Today, Blackpool faces facing a spiralling decline in both visitor numbers and trading levels. The reasons are many: the popularity of overseas travel; higher customer expectation; and a growing sense of dissatisfaction regarding what Blackpool has to offer its traditional visitors. The repercussions of dwindling investment are reverberating across the region - the town is now statistically the tenth most deprived area in the UK.
The impressive regeneration of many of the UK’s urban centres (including nearby Manchester and Liverpool) in recent years only serves to widen the quality gap, emphasising with even greater eloquence the pressing need for bold innovation and inspirational planning as a catalyst for the imaginative transformation of our major coastal resorts. It’s time we made a start.
Blackpool will become a contemporary, world-class hub for quality, popular entertainment. The ‘People’s Playground’ project will embrace 3km of new seafront in Blackpool’s heartland. We aim to create a dynamic new environment, a thrilling spectacle designed to stop people in their tracks, an adventure free for all to enjoy.
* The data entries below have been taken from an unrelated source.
//! Tests for window creation, destruction and state lifetime.

use std::cell::Cell;
use std::rc::Rc;

use horizon_lattice_window::{
    BackendError, ContextBuilder, ErrorCode, HeadlessBackend, NativeBackend, Position,
    RawMessage, Size, WindowClass, WindowContext, WindowDescriptor, WindowError, WindowHandle,
};

/// User data that counts how often it is dropped.
struct DropCounter(Rc<Cell<usize>>);

impl Drop for DropCounter {
    fn drop(&mut self) {
        self.0.set(self.0.get() + 1);
    }
}

#[test]
fn test_class_registered_at_most_once() {
    let backend = HeadlessBackend::new();
    let ctx = WindowContext::new(backend.clone());
    assert!(!ctx.is_class_registered());

    for _ in 0..5 {
        ctx.create(100, 100, None, None).unwrap();
    }

    assert!(ctx.is_class_registered());
    assert_eq!(backend.class_registration_attempts(), 1);
    assert_eq!(ctx.window_count(), 5);
}

#[test]
fn test_failed_registration_fails_every_creation() {
    let backend = HeadlessBackend::new();
    backend.set_fail_class_registration(true);
    let ctx = WindowContext::new(backend.clone());

    for _ in 0..4 {
        let err = ctx.create(100, 100, Some("never"), None).unwrap_err();
        assert!(matches!(err, WindowError::RegisterClass { .. }));
        assert_eq!(ctx.last_error(), ErrorCode::RegisterClassFailed);
    }

    // No retry, even after the native side would accept the class.
    backend.set_fail_class_registration(false);
    assert!(ctx.create(100, 100, None, None).is_err());
    assert_eq!(backend.class_registration_attempts(), 1);
    assert_eq!(backend.live_windows(), 0);
}

#[test]
fn test_native_creation_failure() {
    let backend = HeadlessBackend::new();
    backend.set_fail_window_creation(true);
    let ctx = WindowContext::new(backend.clone());

    let err = ctx.create(100, 100, None, None).unwrap_err();
    assert!(matches!(err, WindowError::CreateWindow(_)));
    assert_eq!(ctx.last_error(), ErrorCode::CreateWindowFailed);

    // The class stays registered; the next creation succeeds.
    backend.set_fail_window_creation(false);
    ctx.create(100, 100, None, None).unwrap();
    assert_eq!(backend.class_registration_attempts(), 1);
}

#[test]
fn test_unknown_parent_is_a_creation_failure() {
    let ctx = WindowContext::new(HeadlessBackend::new());
    let parent = ctx.create(100, 100, None, None).unwrap();
    ctx.destroy(parent);

    let err = ctx.create(50, 50, None, Some(parent)).unwrap_err();
    assert_eq!(err.code(), ErrorCode::CreateWindowFailed);
}

#[test]
fn test_fresh_state_until_callbacks_are_set() {
    let ctx = WindowContext::new(HeadlessBackend::new());
    let window = ctx.create(400, 100, Some("Window 1"), None).unwrap();

    let state = ctx.state(window).unwrap();
    assert!(state.is_running());
    assert!(state.event.is_empty());
    assert!(state.user_data().is_none());

    state.event.window.close.set(|_, _, _| {});
    assert_eq!(ctx.state(window).unwrap().event.installed(), 1);
}

#[test]
fn test_windows_start_hidden() {
    let backend = HeadlessBackend::new();
    let ctx = WindowContext::new(backend.clone());
    let window = ctx.create(100, 100, None, None).unwrap();
    assert!(!backend.is_visible(window));

    ctx.show(window);
    assert!(backend.is_visible(window));
}

#[test]
fn test_destroy_frees_state_once_without_callback() {
    let ctx = WindowContext::new(HeadlessBackend::new());
    let window = ctx.create(100, 100, None, None).unwrap();
    let drops = Rc::new(Cell::new(0));
    ctx.state(window)
        .unwrap()
        .set_user_data(DropCounter(Rc::clone(&drops)));

    ctx.destroy(window);

    assert_eq!(drops.get(), 1);
    assert!(ctx.state(window).is_none());
    assert_eq!(ctx.window_count(), 0);

    // Destroying again does not free anything twice.
    ctx.destroy(window);
    assert_eq!(drops.get(), 1);
}

#[test]
fn test_destroy_frees_state_once_with_callback() {
    let ctx = WindowContext::new(HeadlessBackend::new());
    let window = ctx.create(100, 100, None, None).unwrap();
    let drops = Rc::new(Cell::new(0));
    let seen_alive = Rc::new(Cell::new(false));

    let state = ctx.state(window).unwrap();
    state.set_user_data(DropCounter(Rc::clone(&drops)));
    let flag = Rc::clone(&seen_alive);
    state.event.window.destroy.set(move |ctx, window, state| {
        // The state is still attached while the callback runs.
        flag.set(ctx.state(window).is_some() && state.user_data().is_some());
    });
    drop(state);

    ctx.destroy(window);

    assert!(seen_alive.get());
    assert_eq!(drops.get(), 1);
    assert!(ctx.state(window).is_none());
}

#[test]
fn test_destroy_frees_state_captured_by_its_own_callback() {
    let ctx = WindowContext::new(HeadlessBackend::new());
    let window = ctx.create(100, 100, None, None).unwrap();
    let drops = Rc::new(Cell::new(0));

    let state = ctx.state(window).unwrap();
    state.set_user_data(DropCounter(Rc::clone(&drops)));
    let captured = Rc::clone(&state);
    state.event.window.close.set(move |_, _, _| captured.set_running(false));
    let weak = Rc::downgrade(&state);
    drop(state);

    ctx.destroy(window);

    assert_eq!(drops.get(), 1);
    assert!(weak.upgrade().is_none());
}

#[test]
fn test_destroy_empties_state_still_held_by_caller() {
    let ctx = WindowContext::new(HeadlessBackend::new());
    let window = ctx.create(100, 100, None, None).unwrap();
    let drops = Rc::new(Cell::new(0));

    let state = ctx.state(window).unwrap();
    state.set_user_data(DropCounter(Rc::clone(&drops)));
    state.event.window.close.set(|_, _, _| {});

    ctx.destroy(window);

    assert_eq!(drops.get(), 1);
    assert!(state.user_data().is_none());
    assert!(state.event.is_empty());
}

#[test]
fn test_default_close_destroys_window() {
    let backend = HeadlessBackend::new();
    let ctx = WindowContext::new(backend.clone());
    let window = ctx.create(100, 100, None, None).unwrap();
    let destroyed = Rc::new(Cell::new(false));
    let flag = Rc::clone(&destroyed);
    ctx.state(window)
        .unwrap()
        .event
        .window
        .destroy
        .set(move |_, _, _| flag.set(true));

    backend.post_close(window);
    ctx.pump(None);

    assert!(destroyed.get());
    assert!(!backend.is_alive(window));
    assert!(ctx.state(window).is_none());
}

#[test]
fn test_destroying_parent_destroys_children() {
    let backend = HeadlessBackend::new();
    let ctx = WindowContext::new(backend.clone());
    let parent = ctx.create(200, 200, None, None).unwrap();
    let child = ctx.create(50, 50, None, Some(parent)).unwrap();
    assert_eq!(backend.parent(child), Some(parent));

    ctx.destroy(parent);

    assert!(ctx.state(child).is_none());
    assert_eq!(ctx.window_count(), 0);
    assert_eq!(backend.live_windows(), 0);
}

#[test]
fn test_state_allocation_failure_destroys_native_window() {
    let backend = HeadlessBackend::new();
    let ctx = ContextBuilder::new().max_windows(1).build(backend.clone());

    let first = ctx.create(100, 100, None, None).unwrap();
    let err = ctx.create(100, 100, None, None).unwrap_err();

    assert!(matches!(err, WindowError::AllocateState));
    assert_eq!(ctx.last_error(), ErrorCode::AllocateStateFailed);
    assert_eq!(backend.live_windows(), 1);
    assert_eq!(ctx.windows(), vec![first]);

    // Room again once the first window is gone.
    ctx.destroy(first);
    ctx.create(100, 100, None, None).unwrap();
}

#[test]
fn test_last_error_is_overwritten() {
    let backend = HeadlessBackend::new();
    let ctx = ContextBuilder::new().max_windows(0).build(backend.clone());

    ctx.create(1, 1, None, None).unwrap_err();
    assert_eq!(ctx.last_error(), ErrorCode::AllocateStateFailed);

    backend.set_fail_window_creation(true);
    ctx.create(1, 1, None, None).unwrap_err();
    assert_eq!(ctx.last_error(), ErrorCode::CreateWindowFailed);
}

#[test]
fn test_independent_contexts() {
    let first = WindowContext::new(HeadlessBackend::new());
    let failing = HeadlessBackend::new();
    failing.set_fail_class_registration(true);
    let second = WindowContext::new(failing);

    assert!(second.create(1, 1, None, None).is_err());
    assert!(first.create(1, 1, None, None).is_ok());
    assert_eq!(first.last_error(), ErrorCode::None);
}

#[test]
fn test_class_name_from_config() {
    let backend = HeadlessBackend::new();
    let ctx = ContextBuilder::new().class_name("editor").build(backend.clone());
    let window = ctx.create(1, 1, None, None).unwrap();

    assert_eq!(ctx.window_class().name(), "editor");
    assert_eq!(backend.class_of(window).as_deref(), Some("editor"));
    assert!(ctx.backend().title(window).is_some());
}

/// Backend that swallows the creation notification of every window.
struct SilentCreation(HeadlessBackend);

impl NativeBackend for SilentCreation {
    fn register_class(&self, class: &WindowClass) -> Result<(), BackendError> {
        self.0.register_class(class)
    }

    fn create_window(&self, descriptor: &WindowDescriptor) -> Result<WindowHandle, BackendError> {
        let window = self.0.create_window(descriptor)?;
        while self.0.next_sent().is_some() {}
        Ok(window)
    }

    fn destroy_window(&self, window: WindowHandle) {
        self.0.destroy_window(window);
    }

    fn set_title(&self, window: WindowHandle, title: &str) {
        self.0.set_title(window, title);
    }

    fn title(&self, window: WindowHandle) -> Option<String> {
        self.0.title(window)
    }

    fn set_size(&self, window: WindowHandle, size: Size) {
        self.0.set_size(window, size);
    }

    fn size(&self, window: WindowHandle) -> Option<Size> {
        self.0.size(window)
    }

    fn set_position(&self, window: WindowHandle, position: Position) {
        self.0.set_position(window, position);
    }

    fn position(&self, window: WindowHandle) -> Option<Position> {
        self.0.position(window)
    }

    fn show(&self, window: WindowHandle) {
        self.0.show(window);
    }

    fn hide(&self, window: WindowHandle) {
        self.0.hide(window);
    }

    fn minimize(&self, window: WindowHandle) {
        self.0.minimize(window);
    }

    fn maximize(&self, window: WindowHandle) {
        self.0.maximize(window);
    }

    fn peek_message(&self, filter: Option<WindowHandle>) -> Option<RawMessage> {
        self.0.peek_message(filter)
    }

    fn next_sent(&self) -> Option<RawMessage> {
        self.0.next_sent()
    }

    fn post_quit(&self, exit_code: i32) {
        self.0.post_quit(exit_code);
    }

    fn default_handling(&self, message: &RawMessage) {
        self.0.default_handling(message);
    }
}

#[test]
fn test_missing_creation_notification_destroys_native_window() {
    let backend = HeadlessBackend::new();
    let ctx = WindowContext::new(SilentCreation(backend.clone()));

    let err = ctx.create(100, 100, None, None).unwrap_err();

    assert!(matches!(err, WindowError::AllocateState));
    assert_eq!(ctx.last_error(), ErrorCode::AllocateStateFailed);
    assert_eq!(backend.live_windows(), 0);
    assert_eq!(ctx.window_count(), 0);
}
//! Configuration for a [`WindowContext`].

use std::num::NonZeroUsize;

use crate::backend::NativeBackend;
use crate::context::WindowContext;

/// Default name of the window class registered by a context.
pub const DEFAULT_CLASS_NAME: &str = "horizon-lattice-window";

/// Default upper bound on the touch contacts delivered per notification.
pub const DEFAULT_MAX_TOUCH_POINTS: usize = 10;

/// Configuration for a [`WindowContext`].
#[derive(Debug, Clone, PartialEq, Eq)]
pub struct ContextConfig {
    /// Name of the window class registered on first window creation.
    pub class_name: String,
    /// Maximum number of touch contacts delivered for one touch notification.
    pub max_touch_points: usize,
    /// Maximum number of live windows. `None` means unlimited.
    pub max_windows: Option<usize>,
    /// Maximum number of notifications one pump call processes. `None` drains
    /// the queue.
    pub pump_budget: Option<NonZeroUsize>,
}

impl Default for ContextConfig {
    fn default() -> Self {
        Self {
            class_name: DEFAULT_CLASS_NAME.to_string(),
            max_touch_points: DEFAULT_MAX_TOUCH_POINTS,
            max_windows: None,
            pump_budget: None,
        }
    }
}

impl ContextConfig {
    /// Create a configuration with the given class name.
    pub fn with_class_name(name: impl Into<String>) -> Self {
        Self {
            class_name: name.into(),
            ..Default::default()
        }
    }
}

/// Builder for creating a [`WindowContext`] with custom configuration.
///
/// ```
/// use horizon_lattice_window::{ContextBuilder, HeadlessBackend};
///
/// let ctx = ContextBuilder::new()
///     .class_name("editor")
///     .max_windows(4)
///     .build(HeadlessBackend::new());
/// assert_eq!(ctx.config().class_name, "editor");
/// ```
#[derive(Debug, Default)]
pub struct ContextBuilder {
    config: ContextConfig,
}

impl ContextBuilder {
    pub fn new() -> Self {
        Self::default()
    }

    pub fn class_name(mut self, name: impl Into<String>) -> Self {
        self.config.class_name = name.into();
        self
    }

    pub fn max_touch_points(mut self, count: usize) -> Self {
        self.config.max_touch_points = count;
        self
    }

    pub fn max_windows(mut self, count: usize) -> Self {
        self.config.max_windows = Some(count);
        self
    }

    /// Limit how many notifications one pump call takes. A budget of 0 means
    /// no limit.
    pub fn pump_budget(mut self, count: usize) -> Self {
        self.config.pump_budget = NonZeroUsize::new(count);
        self
    }

    /// Build the context on top of `backend`.
    pub fn build(self, backend: impl NativeBackend + 'static) -> WindowContext {
        WindowContext::with_config(backend, self.config)
    }
}
//! Callback-based window event dispatch for Horizon Lattice.
//!
//! This crate turns the notification stream of a native window system into
//! typed per-window callbacks and manages the lifetime of the state attached
//! to every window:
//!
//! - **Window Context**: owner of the backend, the one-time class
//!   registration, the last-error slot and the exit hook
//! - **Window State**: per-window event table, running flag and user data,
//!   allocated on creation and released on destruction
//! - **Event Table**: optional callback slots for window, keyboard, mouse and
//!   pen events
//! - **Dispatcher**: decodes raw notification parameters and invokes the
//!   matching slot, or falls back to default native handling
//! - **Message Pump**: non-blocking drain of pending notifications with
//!   quit detection
//! - **Backends**: an in-memory [`HeadlessBackend`], and a winit backend
//!   behind the `winit` feature
//!
//! # Example
//!
//! ```
//! use horizon_lattice_window::{HeadlessBackend, WindowContext};
//!
//! let backend = HeadlessBackend::new();
//! let ctx = WindowContext::new(backend.clone());
//!
//! let window = ctx.create(400, 100, Some("Window 1"), None).unwrap();
//! let state = ctx.state(window).unwrap();
//!
//! state.event.window.maximize.set(|ctx, window, _| {
//!     ctx.set_title(window, "Maximized Window");
//! });
//! state.event.window.close.set(|ctx, _, state| {
//!     state.set_running(false);
//!     ctx.request_exit(0);
//! });
//!
//! backend.post_maximize(window);
//! backend.post_close(window);
//! while state.is_running() {
//!     ctx.pump(None);
//! }
//! assert_eq!(ctx.title(window).as_deref(), Some("Maximized Window"));
//! ```
//!
//! # Errors
//!
//! ```
//! use horizon_lattice_window::{ErrorCode, HeadlessBackend, WindowContext, error_message};
//!
//! let backend = HeadlessBackend::new();
//! backend.set_fail_window_creation(true);
//! let ctx = WindowContext::new(backend);
//!
//! assert!(ctx.create(100, 100, None, None).is_err());
//! assert_eq!(ctx.last_error(), ErrorCode::CreateWindowFailed);
//! assert_eq!(error_message(ctx.last_error().as_raw()), "Failed to create window");
//! ```

mod backend;
mod class;
mod config;
mod context;
mod dispatch;
mod error;
mod event;
pub mod headless;
pub mod logging;
pub mod message;
mod state;
#[cfg(all(
    feature = "winit",
    any(target_os = "windows", target_os = "macos", target_os = "linux")
))]
mod winit_backend;

pub use backend::{
    NativeBackend, PenInfo, Position, Size, TOUCH_DOWN, TOUCH_MOVE, TOUCH_UP, TouchInput,
    WindowDescriptor, WindowHandle,
};
pub use class::WindowClass;
pub use config::{ContextBuilder, ContextConfig, DEFAULT_CLASS_NAME, DEFAULT_MAX_TOUCH_POINTS};
pub use context::{ExitHook, WindowContext};
pub use error::{
    BackendError, ErrorCode, Result, UNKNOWN_ERROR_MESSAGE, WindowError, error_message,
};
pub use event::{
    ButtonSlot, EventTable, FileDropSlot, KeySlot, KeyboardEvents, MouseButton, MouseEvents,
    PairSlot, PenSample, PenSlot, TouchPoint, TouchSlot, WheelSlot, WindowEvents, WindowSlot,
};
pub use headless::{DEFAULT_HANDLED_CAPACITY, HeadlessBackend, Placement};
pub use message::{MessageKind, RawMessage, codes};
pub use state::WindowState;
#[cfg(all(
    feature = "winit",
    any(target_os = "windows", target_os = "macos", target_os = "linux")
))]
pub use winit_backend::WinitBackend;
We want to reinvent the British seafront, creating a world-class resort experience and transforming Blackpool into a year-round urban park where residents and visitors can meet and mingle; where magic, myth, spectacle, electric light, showbiz and fun inspire innovative public spaces. Most of all, to regain for Blackpool and its people the pioneering spirit and collective achievement and pride of its Victorian founders.